=== Records shown ===

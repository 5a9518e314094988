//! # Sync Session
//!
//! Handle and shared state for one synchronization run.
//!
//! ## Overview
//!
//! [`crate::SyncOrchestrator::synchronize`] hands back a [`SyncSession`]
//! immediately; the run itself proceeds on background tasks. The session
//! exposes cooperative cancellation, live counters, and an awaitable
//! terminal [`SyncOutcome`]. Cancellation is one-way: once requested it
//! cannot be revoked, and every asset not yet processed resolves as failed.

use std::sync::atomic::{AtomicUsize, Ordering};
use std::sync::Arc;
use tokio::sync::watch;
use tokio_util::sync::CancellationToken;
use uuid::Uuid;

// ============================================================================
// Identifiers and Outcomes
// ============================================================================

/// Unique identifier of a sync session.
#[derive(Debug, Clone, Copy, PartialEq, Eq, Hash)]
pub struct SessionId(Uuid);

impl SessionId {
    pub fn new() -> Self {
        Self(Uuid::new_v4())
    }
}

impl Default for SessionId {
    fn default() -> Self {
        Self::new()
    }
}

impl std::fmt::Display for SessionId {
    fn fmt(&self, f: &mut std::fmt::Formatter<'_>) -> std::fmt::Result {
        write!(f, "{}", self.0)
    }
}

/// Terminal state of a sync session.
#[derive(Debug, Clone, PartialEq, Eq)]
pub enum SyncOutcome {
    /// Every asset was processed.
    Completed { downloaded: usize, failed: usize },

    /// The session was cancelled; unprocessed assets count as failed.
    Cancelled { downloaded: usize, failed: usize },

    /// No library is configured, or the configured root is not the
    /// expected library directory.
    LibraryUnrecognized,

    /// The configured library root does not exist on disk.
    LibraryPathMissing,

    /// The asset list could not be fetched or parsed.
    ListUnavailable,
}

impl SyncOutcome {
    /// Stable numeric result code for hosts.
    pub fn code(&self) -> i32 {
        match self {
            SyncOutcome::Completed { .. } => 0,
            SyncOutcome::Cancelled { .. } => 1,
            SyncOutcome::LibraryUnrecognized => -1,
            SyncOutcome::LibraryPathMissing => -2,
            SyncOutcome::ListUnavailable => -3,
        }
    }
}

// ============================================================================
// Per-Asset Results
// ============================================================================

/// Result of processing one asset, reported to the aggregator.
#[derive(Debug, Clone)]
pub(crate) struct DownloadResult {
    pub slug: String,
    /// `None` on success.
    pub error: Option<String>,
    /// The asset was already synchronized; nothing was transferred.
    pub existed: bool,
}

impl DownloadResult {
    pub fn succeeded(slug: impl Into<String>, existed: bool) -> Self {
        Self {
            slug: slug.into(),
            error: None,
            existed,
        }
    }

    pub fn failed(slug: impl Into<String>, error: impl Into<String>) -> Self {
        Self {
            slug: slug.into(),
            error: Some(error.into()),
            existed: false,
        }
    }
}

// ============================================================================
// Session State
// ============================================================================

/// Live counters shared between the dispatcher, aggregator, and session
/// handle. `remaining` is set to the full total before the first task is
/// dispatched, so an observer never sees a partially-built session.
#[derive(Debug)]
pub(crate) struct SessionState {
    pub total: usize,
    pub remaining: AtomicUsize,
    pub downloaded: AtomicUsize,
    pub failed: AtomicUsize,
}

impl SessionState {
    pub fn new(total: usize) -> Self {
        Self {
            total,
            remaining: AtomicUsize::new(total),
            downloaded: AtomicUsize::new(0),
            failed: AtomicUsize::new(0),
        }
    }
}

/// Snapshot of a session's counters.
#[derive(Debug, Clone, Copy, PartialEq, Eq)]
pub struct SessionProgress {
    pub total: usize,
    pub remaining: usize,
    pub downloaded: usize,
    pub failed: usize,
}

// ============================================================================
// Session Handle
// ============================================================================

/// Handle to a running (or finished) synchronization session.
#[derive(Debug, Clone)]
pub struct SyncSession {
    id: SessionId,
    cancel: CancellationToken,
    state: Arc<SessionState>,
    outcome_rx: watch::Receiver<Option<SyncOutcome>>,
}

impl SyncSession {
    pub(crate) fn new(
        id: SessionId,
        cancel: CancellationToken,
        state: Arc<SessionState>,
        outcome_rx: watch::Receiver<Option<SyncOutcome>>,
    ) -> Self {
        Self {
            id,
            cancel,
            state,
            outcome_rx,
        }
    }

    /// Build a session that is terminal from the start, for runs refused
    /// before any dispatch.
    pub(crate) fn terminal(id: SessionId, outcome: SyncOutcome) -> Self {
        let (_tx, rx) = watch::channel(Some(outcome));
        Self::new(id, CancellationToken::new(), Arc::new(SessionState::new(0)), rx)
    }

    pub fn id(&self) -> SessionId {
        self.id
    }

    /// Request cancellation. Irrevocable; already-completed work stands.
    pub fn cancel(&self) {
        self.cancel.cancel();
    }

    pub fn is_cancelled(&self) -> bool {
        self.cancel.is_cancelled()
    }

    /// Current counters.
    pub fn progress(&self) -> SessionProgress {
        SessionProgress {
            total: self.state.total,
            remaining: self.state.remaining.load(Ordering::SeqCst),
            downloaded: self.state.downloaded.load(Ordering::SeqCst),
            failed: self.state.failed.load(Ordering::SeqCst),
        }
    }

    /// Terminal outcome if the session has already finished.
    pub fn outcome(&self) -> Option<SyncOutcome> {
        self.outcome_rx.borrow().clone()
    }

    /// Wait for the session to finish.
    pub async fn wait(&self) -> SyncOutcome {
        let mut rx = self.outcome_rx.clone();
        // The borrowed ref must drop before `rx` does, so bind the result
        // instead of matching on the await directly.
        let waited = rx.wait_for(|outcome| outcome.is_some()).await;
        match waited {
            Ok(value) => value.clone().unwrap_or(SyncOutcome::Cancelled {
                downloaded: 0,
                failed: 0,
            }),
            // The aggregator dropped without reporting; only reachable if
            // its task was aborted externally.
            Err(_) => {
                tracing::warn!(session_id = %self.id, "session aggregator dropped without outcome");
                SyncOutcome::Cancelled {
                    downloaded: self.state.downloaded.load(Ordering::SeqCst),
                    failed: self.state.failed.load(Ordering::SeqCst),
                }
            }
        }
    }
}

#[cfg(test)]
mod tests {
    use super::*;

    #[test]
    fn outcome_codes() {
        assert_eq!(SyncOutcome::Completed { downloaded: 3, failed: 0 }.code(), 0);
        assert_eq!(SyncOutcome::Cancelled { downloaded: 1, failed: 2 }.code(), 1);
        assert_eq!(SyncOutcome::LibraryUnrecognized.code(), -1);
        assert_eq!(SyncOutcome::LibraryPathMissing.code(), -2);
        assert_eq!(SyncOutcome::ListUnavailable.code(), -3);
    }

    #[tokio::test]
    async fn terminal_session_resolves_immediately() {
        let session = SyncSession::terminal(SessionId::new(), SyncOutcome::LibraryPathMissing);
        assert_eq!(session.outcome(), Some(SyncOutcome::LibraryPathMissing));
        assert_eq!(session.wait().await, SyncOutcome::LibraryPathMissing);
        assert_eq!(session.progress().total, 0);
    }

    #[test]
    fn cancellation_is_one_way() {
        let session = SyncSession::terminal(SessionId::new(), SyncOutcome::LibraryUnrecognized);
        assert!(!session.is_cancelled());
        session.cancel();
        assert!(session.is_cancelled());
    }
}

===
=== Records shown ===

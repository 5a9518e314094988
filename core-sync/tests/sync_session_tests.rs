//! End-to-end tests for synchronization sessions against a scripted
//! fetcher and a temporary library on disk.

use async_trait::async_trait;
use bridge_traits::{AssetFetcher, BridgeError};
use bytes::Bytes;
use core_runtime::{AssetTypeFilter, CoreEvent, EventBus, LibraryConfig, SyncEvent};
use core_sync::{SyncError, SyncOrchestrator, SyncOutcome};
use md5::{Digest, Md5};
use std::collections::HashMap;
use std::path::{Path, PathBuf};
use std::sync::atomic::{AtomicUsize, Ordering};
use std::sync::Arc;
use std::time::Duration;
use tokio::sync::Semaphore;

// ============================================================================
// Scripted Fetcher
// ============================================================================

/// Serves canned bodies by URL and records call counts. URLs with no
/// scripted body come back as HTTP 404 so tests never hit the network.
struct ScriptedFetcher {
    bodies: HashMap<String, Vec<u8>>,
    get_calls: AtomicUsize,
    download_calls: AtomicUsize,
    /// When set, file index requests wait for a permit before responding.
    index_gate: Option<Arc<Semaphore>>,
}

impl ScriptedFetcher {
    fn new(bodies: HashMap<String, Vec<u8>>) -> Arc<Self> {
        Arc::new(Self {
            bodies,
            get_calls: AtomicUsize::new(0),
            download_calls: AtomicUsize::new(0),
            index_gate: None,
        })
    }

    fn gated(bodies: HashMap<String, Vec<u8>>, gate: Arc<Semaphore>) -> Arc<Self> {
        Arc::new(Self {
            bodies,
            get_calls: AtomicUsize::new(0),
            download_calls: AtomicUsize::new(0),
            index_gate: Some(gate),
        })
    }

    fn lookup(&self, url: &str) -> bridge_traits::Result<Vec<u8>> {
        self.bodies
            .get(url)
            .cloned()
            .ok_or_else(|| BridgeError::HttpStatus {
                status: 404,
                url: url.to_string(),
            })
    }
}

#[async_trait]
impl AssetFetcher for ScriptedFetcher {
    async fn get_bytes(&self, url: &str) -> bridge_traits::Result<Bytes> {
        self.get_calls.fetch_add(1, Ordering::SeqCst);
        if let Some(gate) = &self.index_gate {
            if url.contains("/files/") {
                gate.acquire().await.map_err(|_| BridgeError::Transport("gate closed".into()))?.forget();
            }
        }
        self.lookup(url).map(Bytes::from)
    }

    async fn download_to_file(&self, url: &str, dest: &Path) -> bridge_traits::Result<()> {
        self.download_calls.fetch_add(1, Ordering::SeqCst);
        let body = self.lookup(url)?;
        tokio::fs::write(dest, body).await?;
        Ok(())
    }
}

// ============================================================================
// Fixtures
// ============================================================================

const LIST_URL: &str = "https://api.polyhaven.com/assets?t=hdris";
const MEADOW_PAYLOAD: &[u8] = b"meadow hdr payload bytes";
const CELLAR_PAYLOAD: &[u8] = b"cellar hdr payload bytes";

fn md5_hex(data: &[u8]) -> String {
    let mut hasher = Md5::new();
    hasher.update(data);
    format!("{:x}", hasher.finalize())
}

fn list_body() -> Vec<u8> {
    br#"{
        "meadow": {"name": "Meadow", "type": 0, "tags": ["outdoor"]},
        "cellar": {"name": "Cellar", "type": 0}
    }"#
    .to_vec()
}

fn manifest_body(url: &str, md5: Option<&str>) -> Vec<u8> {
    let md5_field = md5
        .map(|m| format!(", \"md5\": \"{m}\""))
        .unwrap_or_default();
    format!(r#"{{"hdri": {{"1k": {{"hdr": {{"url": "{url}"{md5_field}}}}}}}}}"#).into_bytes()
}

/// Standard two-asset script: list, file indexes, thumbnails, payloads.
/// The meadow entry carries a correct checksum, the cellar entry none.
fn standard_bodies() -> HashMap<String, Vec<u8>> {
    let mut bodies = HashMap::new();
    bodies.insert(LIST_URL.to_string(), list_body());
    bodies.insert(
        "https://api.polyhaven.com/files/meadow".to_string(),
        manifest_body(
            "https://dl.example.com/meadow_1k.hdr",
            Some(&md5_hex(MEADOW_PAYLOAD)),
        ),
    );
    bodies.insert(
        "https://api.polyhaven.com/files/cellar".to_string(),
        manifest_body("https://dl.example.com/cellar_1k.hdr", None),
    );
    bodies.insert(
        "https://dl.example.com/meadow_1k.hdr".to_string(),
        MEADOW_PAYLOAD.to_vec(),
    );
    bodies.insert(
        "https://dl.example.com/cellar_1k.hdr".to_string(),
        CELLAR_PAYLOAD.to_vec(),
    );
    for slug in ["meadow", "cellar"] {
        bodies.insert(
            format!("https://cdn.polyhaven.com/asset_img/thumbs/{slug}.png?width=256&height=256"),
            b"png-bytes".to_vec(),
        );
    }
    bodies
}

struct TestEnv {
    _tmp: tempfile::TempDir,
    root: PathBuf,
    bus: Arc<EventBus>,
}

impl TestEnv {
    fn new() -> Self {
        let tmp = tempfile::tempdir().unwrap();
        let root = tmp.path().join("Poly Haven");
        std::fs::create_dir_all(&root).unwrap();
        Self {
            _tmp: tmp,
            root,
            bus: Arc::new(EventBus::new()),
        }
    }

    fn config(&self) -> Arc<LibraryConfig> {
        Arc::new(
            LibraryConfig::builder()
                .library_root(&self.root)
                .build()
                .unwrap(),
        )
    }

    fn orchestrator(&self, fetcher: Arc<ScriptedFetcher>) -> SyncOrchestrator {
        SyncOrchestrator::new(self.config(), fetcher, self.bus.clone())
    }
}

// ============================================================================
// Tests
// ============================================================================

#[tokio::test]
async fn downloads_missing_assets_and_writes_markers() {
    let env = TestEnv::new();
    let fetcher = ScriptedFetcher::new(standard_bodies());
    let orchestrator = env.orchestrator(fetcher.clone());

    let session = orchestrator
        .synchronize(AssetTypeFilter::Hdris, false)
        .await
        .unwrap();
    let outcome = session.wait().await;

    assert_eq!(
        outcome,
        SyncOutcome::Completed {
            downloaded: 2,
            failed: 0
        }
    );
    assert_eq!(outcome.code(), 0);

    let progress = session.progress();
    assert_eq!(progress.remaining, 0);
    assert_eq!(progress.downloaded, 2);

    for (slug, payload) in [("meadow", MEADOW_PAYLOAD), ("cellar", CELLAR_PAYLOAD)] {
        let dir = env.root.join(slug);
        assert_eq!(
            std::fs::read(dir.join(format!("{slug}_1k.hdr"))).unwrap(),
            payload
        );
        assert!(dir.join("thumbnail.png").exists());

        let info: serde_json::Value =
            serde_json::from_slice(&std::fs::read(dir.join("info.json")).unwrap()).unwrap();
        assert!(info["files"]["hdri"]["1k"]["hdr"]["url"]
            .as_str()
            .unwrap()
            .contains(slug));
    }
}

===

(Your goal): Take every line from the records above that has the word "never" and copy it.

(Written answer):
/// dispatched, so an observer never sees a partially-built session.
/// scripted body come back as HTTP 404 so tests never hit the network.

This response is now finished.